09 August 2012

Waltzing with apocalypse, waiting for the lights to go out

Chimp at Cognitive Evolution Group research center, New
Iberia, Louisiana, from Surviving Progress (2011).
ALBUQUERQUE, N.M.—the guy ahead of me as I exited the theater was raving about Surviving Progress. “That’s the best film I have seen in 20 years. I saw it other day too. Everyone ought to see it. What did you think?”

“Well, more of the same,” I said, diplomatically, wondering whether he has been living under a rock for the last quarter century.

The documentary, based on the book, A Short History of Progress, “explores the concept of progress in our modern world, guiding us through a sweeping but detailed survey of the major ‘progress traps’ facing our civilization in the arenas of technology, economics, consumption, and the environment.” It is one of a spate of recent films that looks at the 21st century against the backdrop of ecological, economic and political collapse and the apocalyptic present.

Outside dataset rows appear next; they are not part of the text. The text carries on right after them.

//! Host-side error types

use std::path::PathBuf;

use fastscroll_core::ConfigError;
use thiserror::Error;

/// Errors raised while loading or running a replay scenario
#[derive(Error, Debug)]
pub enum ScenarioError {
    /// Failed to read a scenario file or write a report
    #[error("I/O error: {0}")]
    Io(#[from] std::io::Error),

    /// Scenario JSON does not match the step schema
    #[error("Failed to parse scenario: {0}")]
    Parse(#[from] serde_json::Error),

    /// Controller configuration was rejected
    #[error(transparent)]
    Config(#[from] ConfigError),

    /// Viewport dimensions cannot host a scroll surface
    #[error("Invalid viewport: {0}")]
    InvalidViewport(String),

    /// Report path escapes the working directory
    #[error("Invalid report path {path:?}: {reason}")]
    ReportPath { path: PathBuf, reason: &'static str },
}

/// Result type for scenario operations
pub type Result<T> = std::result::Result<T, ScenarioError>;
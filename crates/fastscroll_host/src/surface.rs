//! Fast-scroll surface
//!
//! Glues a [`FastScroller`] to a [`ScrollHost`]: dispatches input to the
//! controller, applies the commands it returns, and runs the auto-hide timer
//! on a virtual clock.
//!
//! A drag emits `ScrollTo`; applying it moves the host, and the host's
//! scroll-changed notification is fed straight back into the controller so
//! the thumb follows. That notification only re-lays out the thumb and never
//! reaches the touch path.

use std::collections::VecDeque;
use std::time::Duration;

use fastscroll_core::{
    Command, Commands, Event, FastScrollConfig, FastScroller, MotionEvent, ScrollerState,
    VelocityTracker, WindowedVelocityTracker,
};

use crate::host::ScrollHost;
use crate::timer_queue::TimerQueue;

/// A scroll host decorated with a fast-scroll thumb
pub struct FastScrollSurface<H: ScrollHost, V: VelocityTracker = WindowedVelocityTracker> {
    host: H,
    scroller: FastScroller<V>,
    timers: TimerQueue,
    attached: bool,
}

impl<H: ScrollHost, V: VelocityTracker> FastScrollSurface<H, V> {
    /// Attach a fast scroller to `host`
    pub fn new(host: H, config: FastScrollConfig) -> Self {
        let mut surface = Self {
            host,
            scroller: FastScroller::new(config),
            timers: TimerQueue::new(),
            attached: true,
        };
        let commands = surface.scroller.attach();
        surface.apply(commands);
        surface
    }

    // =========================================================================
    // Accessors
    // =========================================================================

    pub fn host(&self) -> &H {
        &self.host
    }

    /// Mutable access for host-side changes; follow up with
    /// [`scroll_changed`](Self::scroll_changed) or
    /// [`size_changed`](Self::size_changed) so the thumb can react.
    pub fn host_mut(&mut self) -> &mut H {
        &mut self.host
    }

    pub fn scroller(&self) -> &FastScroller<V> {
        &self.scroller
    }

    pub fn state(&self) -> ScrollerState {
        self.scroller.state()
    }

    /// Current virtual time in milliseconds
    pub fn now_ms(&self) -> u64 {
        self.timers.now_ms()
    }

    pub fn pending_timers(&self) -> usize {
        self.timers.len()
    }

    pub fn is_attached(&self) -> bool {
        self.attached
    }

    // =========================================================================
    // Input
    // =========================================================================

    /// Dispatch a touch event. Returns whether the fast scroller claimed it;
    /// unclaimed events belong to the host's own gesture handling.
    ///
    /// Events stamped later than the current clock advance it first, so
    /// timers due in between fire in order.
    pub fn dispatch_touch(&mut self, event: MotionEvent) -> bool {
        if !self.attached {
            return false;
        }
        if event.time_ms > self.now_ms() {
            self.advance_to(event.time_ms);
        }
        let response = self.scroller.handle(Event::from(event), &self.host);
        self.apply(response.commands);
        response.claimed
    }

    /// Scroll the host as the user or application would, then notify the thumb
    pub fn scroll_to(&mut self, x: f32, y: f32) {
        let (old_left, old_top) = (self.host.scroll_x(), self.host.scroll_y());
        self.host.scroll_to(x, y);
        self.scroll_changed(old_left, old_top);
    }

    /// The host's scroll offset changed from `(old_left, old_top)`
    pub fn scroll_changed(&mut self, old_left: f32, old_top: f32) {
        if !self.attached {
            return;
        }
        let event = Event::ScrollChanged {
            left: self.host.scroll_x(),
            top: self.host.scroll_y(),
            old_left,
            old_top,
        };
        self.notify(event);
    }

    /// The host's size changed from `old_width` x `old_height`
    pub fn size_changed(&mut self, old_width: f32, old_height: f32) {
        if !self.attached {
            return;
        }
        let event = Event::SizeChanged {
            width: self.host.width(),
            height: self.host.height(),
            old_width,
            old_height,
        };
        self.notify(event);
    }

    /// Reveal the thumb regardless of fling velocity
    pub fn show(&mut self) {
        if self.attached {
            self.notify(Event::ShowRequested);
        }
    }

    /// Turning the scroller off hides a showing thumb and restores the
    /// host's native scroll indicator
    pub fn set_enabled(&mut self, enabled: bool) {
        let commands = self.scroller.set_enabled(enabled);
        self.apply(commands);
    }

    /// Let `dt` of virtual time pass, firing due timers and advancing animations
    pub fn advance(&mut self, dt: Duration) {
        let dt_ms = u64::try_from(dt.as_millis()).unwrap_or(u64::MAX);
        let target = self.now_ms().saturating_add(dt_ms);
        self.advance_to(target);
    }

    /// Detach the thumb from the host and drop pending timers
    pub fn remove(mut self) -> H {
        if self.attached {
            let commands = self.scroller.detach();
            self.apply(commands);
            self.timers.clear();
            self.attached = false;
        }
        self.host
    }

    // =========================================================================
    // Internals
    // =========================================================================

    fn advance_to(&mut self, target_ms: u64) {
        let mut last = self.now_ms();
        while let Some(token) = self.timers.pop_due(target_ms) {
            let now = self.now_ms();
            self.host
                .advance_animations(Duration::from_millis(now.saturating_sub(last)));
            last = now;

            tracing::debug!("auto-hide timer {} fired at {}ms", token.raw(), now);
            let response = self.scroller.on_auto_hide(token);
            self.apply(response.commands);
        }
        self.timers.advance_to(target_ms);
        self.host
            .advance_animations(Duration::from_millis(target_ms.saturating_sub(last)));
    }

    fn notify(&mut self, event: Event) {
        let response = self.scroller.handle(event, &self.host);
        self.apply(response.commands);
    }

    /// Apply commands in order. Scroll feedback from a `ScrollTo` is queued
    /// behind the commands already pending.
    fn apply(&mut self, commands: Commands) {
        let mut queue: VecDeque<Command> = commands.into_iter().collect();

        while let Some(command) = queue.pop_front() {
            match command {
                Command::ScrollTo { x, y } => {
                    let (old_left, old_top) = (self.host.scroll_x(), self.host.scroll_y());
                    self.host.scroll_to(x, y);
                    let (left, top) = (self.host.scroll_x(), self.host.scroll_y());
                    if left != old_left || top != old_top {
                        let response = self.scroller.on_scroll_changed(
                            left, top, old_left, old_top, &self.host,
                        );
                        queue.extend(response.commands);
                    }
                }
                Command::SetNativeScrollbarEnabled(enabled) => {
                    self.host.set_native_scrollbar_enabled(enabled)
                }
                Command::AttachThumb => self.host.add_thumb_overlay(),
                Command::DetachThumb => self.host.remove_thumb_overlay(),
                Command::LayoutThumb { bounds } => self.host.layout_thumb(bounds),
                Command::TranslateThumb { x, y } => self.host.translate_thumb(x, y),
                Command::StartTransition(transition) => self.host.start_transition(transition),
                Command::CancelTransition => self.host.cancel_transition(),
                Command::ScheduleAutoHide { token, delay } => {
                    self.timers.schedule(token, delay);
                }
                Command::CancelAutoHide { token } => {
                    self.timers.cancel(token);
                }
            }
        }
    }
}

Touted by one critic as “Koyaanisqatsi meets The Corporation,” Surviving Progress [trailer] is the equal of neither, as cinema or narrative, though it provides even more compelling evidence and support for an argument that has been convincingly made in west for more than 40 years: predatory capitalism driven by short-term gains by an insatiably greedy minority with utter disregard for the planetary commons, and lifestyles predicated upon orgiastic patterns of consumption and waste production are pushing to the world as we know in into extinction.

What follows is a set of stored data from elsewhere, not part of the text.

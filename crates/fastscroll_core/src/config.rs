//! Fast-scroller configuration
//!
//! Every tunable constant of the controller lives here so hosts can adjust
//! thresholds without touching the state machine. Config files are TOML:
//!
//! ```toml
//! touch_slop = 8.0
//! auto_hide_delay_ms = 1000
//! fling_velocity_threshold = 6000.0
//! fade_out_easing = { cubic_bezier = [0.44, 0.0, 0.34, 1.0] }
//!
//! [min_touch_target]
//! width = 48.0
//! height = 48.0
//! ```

use std::path::Path;
use std::time::Duration;

use fastscroll_animation::Easing;
use serde::{Deserialize, Serialize};

use crate::error::{ConfigError, Result};
use crate::geometry::Size;

/// Configuration for the fast-scroll controller
#[derive(Debug, Clone, Copy, PartialEq, Serialize, Deserialize)]
#[serde(default)]
pub struct FastScrollConfig {
    /// How long a touch on the thumb must be held before it becomes a drag
    pub tap_timeout_ms: u64,
    /// Vertical movement (pixels) that turns a pending drag into a drag
    pub touch_slop: f32,
    /// Inactivity before the thumb hides
    pub auto_hide_delay_ms: u64,
    /// Duration of the fade-out/slide-out transition
    pub fade_out_duration_ms: u64,
    /// Duration of the fade-in/slide-in transition
    pub fade_in_duration_ms: u64,
    pub fade_out_easing: Easing,
    pub fade_in_easing: Easing,
    /// Release velocity (units/second) at which a fling reveals the thumb
    pub fling_velocity_threshold: f32,
    /// Scroll range must exceed this many viewport heights for a fling reveal
    pub fling_content_factor: f32,
    /// Minimum size of the thumb's touch target
    pub min_touch_target: Size,
    /// Intrinsic size of the thumb visual
    pub thumb_size: Size,
}

impl Default for FastScrollConfig {
    fn default() -> Self {
        Self {
            tap_timeout_ms: 100,
            touch_slop: 8.0,
            auto_hide_delay_ms: 1000,
            fade_out_duration_ms: 224,
            fade_in_duration_ms: 6,
            fade_out_easing: Easing::DECOR_FADE_OUT,
            fade_in_easing: Easing::EaseInOutSine,
            fling_velocity_threshold: 6000.0,
            fling_content_factor: 3.0,
            min_touch_target: Size::new(48.0, 48.0),
            thumb_size: Size::new(24.0, 48.0),
        }
    }
}

impl FastScrollConfig {
    /// Config that only reveals on very fast flings over long content
    pub fn conservative() -> Self {
        Self {
            fling_velocity_threshold: 9000.0,
            fling_content_factor: 5.0,
            ..Default::default()
        }
    }

    /// Config with a larger touch target for coarse pointers
    pub fn large_touch_target() -> Self {
        Self {
            min_touch_target: Size::new(64.0, 64.0),
            ..Default::default()
        }
    }

    /// Parse and validate a TOML config
    pub fn from_toml(input: &str) -> Result<Self> {
        let config: Self = toml::from_str(input)?;
        config.validate()?;
        Ok(config)
    }

    /// Load and validate a TOML config file
    pub fn from_path(path: &Path) -> Result<Self> {
        let raw = std::fs::read_to_string(path)?;
        Self::from_toml(&raw)
    }

    /// Render as TOML
    pub fn to_toml(&self) -> Result<String> {
        Ok(toml::to_string_pretty(self)?)
    }

    /// Reject values that would make the geometry or timing meaningless
    pub fn validate(&self) -> Result<()> {
        if !self.touch_slop.is_finite() || self.touch_slop < 0.0 {
            return Err(ConfigError::invalid(
                "touch_slop",
                format!("must be a finite non-negative distance, got {}", self.touch_slop),
            ));
        }
        for (field, duration_ms) in [
            ("tap_timeout_ms", self.tap_timeout_ms),
            ("auto_hide_delay_ms", self.auto_hide_delay_ms),
            ("fade_out_duration_ms", self.fade_out_duration_ms),
            ("fade_in_duration_ms", self.fade_in_duration_ms),
        ] {
            if duration_ms == 0 {
                return Err(ConfigError::invalid(field, "must be positive"));
            }
        }
        if !self.fling_velocity_threshold.is_finite() || self.fling_velocity_threshold <= 0.0 {
            return Err(ConfigError::invalid(
                "fling_velocity_threshold",
                format!("must be positive, got {}", self.fling_velocity_threshold),
            ));
        }
        if !self.fling_content_factor.is_finite() || self.fling_content_factor < 0.0 {
            return Err(ConfigError::invalid(
                "fling_content_factor",
                format!("must be non-negative, got {}", self.fling_content_factor),
            ));
        }
        for (field, easing) in [
            ("fade_out_easing", self.fade_out_easing),
            ("fade_in_easing", self.fade_in_easing),
        ] {
            if !easing.is_valid() {
                return Err(ConfigError::invalid(
                    field,
                    format!("bezier x control points must lie in [0, 1], got {easing:?}"),
                ));
            }
        }
        for (field, size) in [
            ("min_touch_target", self.min_touch_target),
            ("thumb_size", self.thumb_size),
        ] {
            if !size.is_valid() {
                return Err(ConfigError::invalid(
                    field,
                    format!("must be finite and non-negative, got {size:?}"),
                ));
            }
        }
        Ok(())
    }

    pub fn tap_timeout(&self) -> Duration {
        Duration::from_millis(self.tap_timeout_ms)
    }

    pub fn auto_hide_delay(&self) -> Duration {
        Duration::from_millis(self.auto_hide_delay_ms)
    }

    pub fn fade_out_duration(&self) -> Duration {
        Duration::from_millis(self.fade_out_duration_ms)
    }

    pub fn fade_in_duration(&self) -> Duration {
        Duration::from_millis(self.fade_in_duration_ms)
    }
}

#[cfg(test)]
mod tests {
    use super::*;

    #[test]
    fn test_defaults_are_valid() {
        let config = FastScrollConfig::default();
        config.validate().unwrap();
        assert_eq!(config.auto_hide_delay(), Duration::from_millis(1000));
        assert_eq!(config.fade_out_duration(), Duration::from_millis(224));
        assert_eq!(config.fade_in_duration(), Duration::from_millis(6));
        assert_eq!(config.fling_velocity_threshold, 6000.0);
        assert_eq!(config.fling_content_factor, 3.0);
        assert_eq!(config.fade_out_easing, Easing::CubicBezier(0.44, 0.0, 0.34, 1.0));
    }

    #[test]
    fn test_partial_toml_keeps_defaults() {
        let config = FastScrollConfig::from_toml(
            r#"
            touch_slop = 12.0
            fade_out_easing = { cubic_bezier = [0.4, 0.0, 0.2, 1.0] }

            [min_touch_target]
            width = 40.0
            height = 56.0
            "#,
        )
        .unwrap();
        assert_eq!(config.touch_slop, 12.0);
        assert_eq!(config.fade_out_easing, Easing::CubicBezier(0.4, 0.0, 0.2, 1.0));
        assert_eq!(config.min_touch_target, Size::new(40.0, 56.0));
        assert_eq!(config.auto_hide_delay_ms, 1000);
    }

    #[test]
    fn test_toml_round_trip() {
        let config = FastScrollConfig::conservative();
        let text = config.to_toml().unwrap();
        assert_eq!(FastScrollConfig::from_toml(&text).unwrap(), config);
    }

    #[test]
    fn test_rejects_invalid_values() {
        let err = FastScrollConfig::from_toml("touch_slop = -1.0").unwrap_err();
        assert!(matches!(err, ConfigError::Invalid { field: "touch_slop", .. }));

        let err = FastScrollConfig::from_toml("auto_hide_delay_ms = 0").unwrap_err();
        assert!(matches!(err, ConfigError::Invalid { field: "auto_hide_delay_ms", .. }));

        let err = FastScrollConfig::from_toml("tap_timeout_ms = 0").unwrap_err();
        assert!(matches!(err, ConfigError::Invalid { field: "tap_timeout_ms", .. }));

        let err = FastScrollConfig::from_toml("fade_out_duration_ms = 0").unwrap_err();
        assert!(matches!(err, ConfigError::Invalid { field: "fade_out_duration_ms", .. }));

        let err = FastScrollConfig::from_toml("fade_in_duration_ms = 0").unwrap_err();
        assert!(matches!(err, ConfigError::Invalid { field: "fade_in_duration_ms", .. }));

        let err = FastScrollConfig::from_toml("fade_in_easing = { cubic_bezier = [2.0, 0.0, 0.5, 1.0] }")
            .unwrap_err();
        assert!(matches!(err, ConfigError::Invalid { field: "fade_in_easing", .. }));
    }

    #[test]
    fn test_rejects_malformed_toml() {
        let err = FastScrollConfig::from_toml("touch_slop = \"wide\"").unwrap_err();
        assert!(matches!(err, ConfigError::Parse(_)));
    }
}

Acknowledging that reality, by itself, has not made bit of difference.  The first Earth Day, the symbolic birth of the environmental movement, was 22 April 1970 and four decades of mounting evidence has not altered the trajectory of the freefall. The interconnected ganglion of problems requires every resource and all the focus of the world’s population, but for the most part, the rot at the top, the parasites, the deniers, the “1%” and their hired guns, the boneheads, the bagmen and the assassins of truth have it made it clear that they aren’t about to do anything differently. What the collapse of earlier empires, all local, some regional but none global, tell us is that the elite will ravage and rule until they can’t, plundering unto death, starting with the poor and the weak, who get tossed overboard first. The first requirement in the reordering of the universe, it seems to me, is not a matter of ideas, or better technology, or education, or awareness, but the exercise of raw political power to wrest control of the present from the forces of death before the lights go out for good.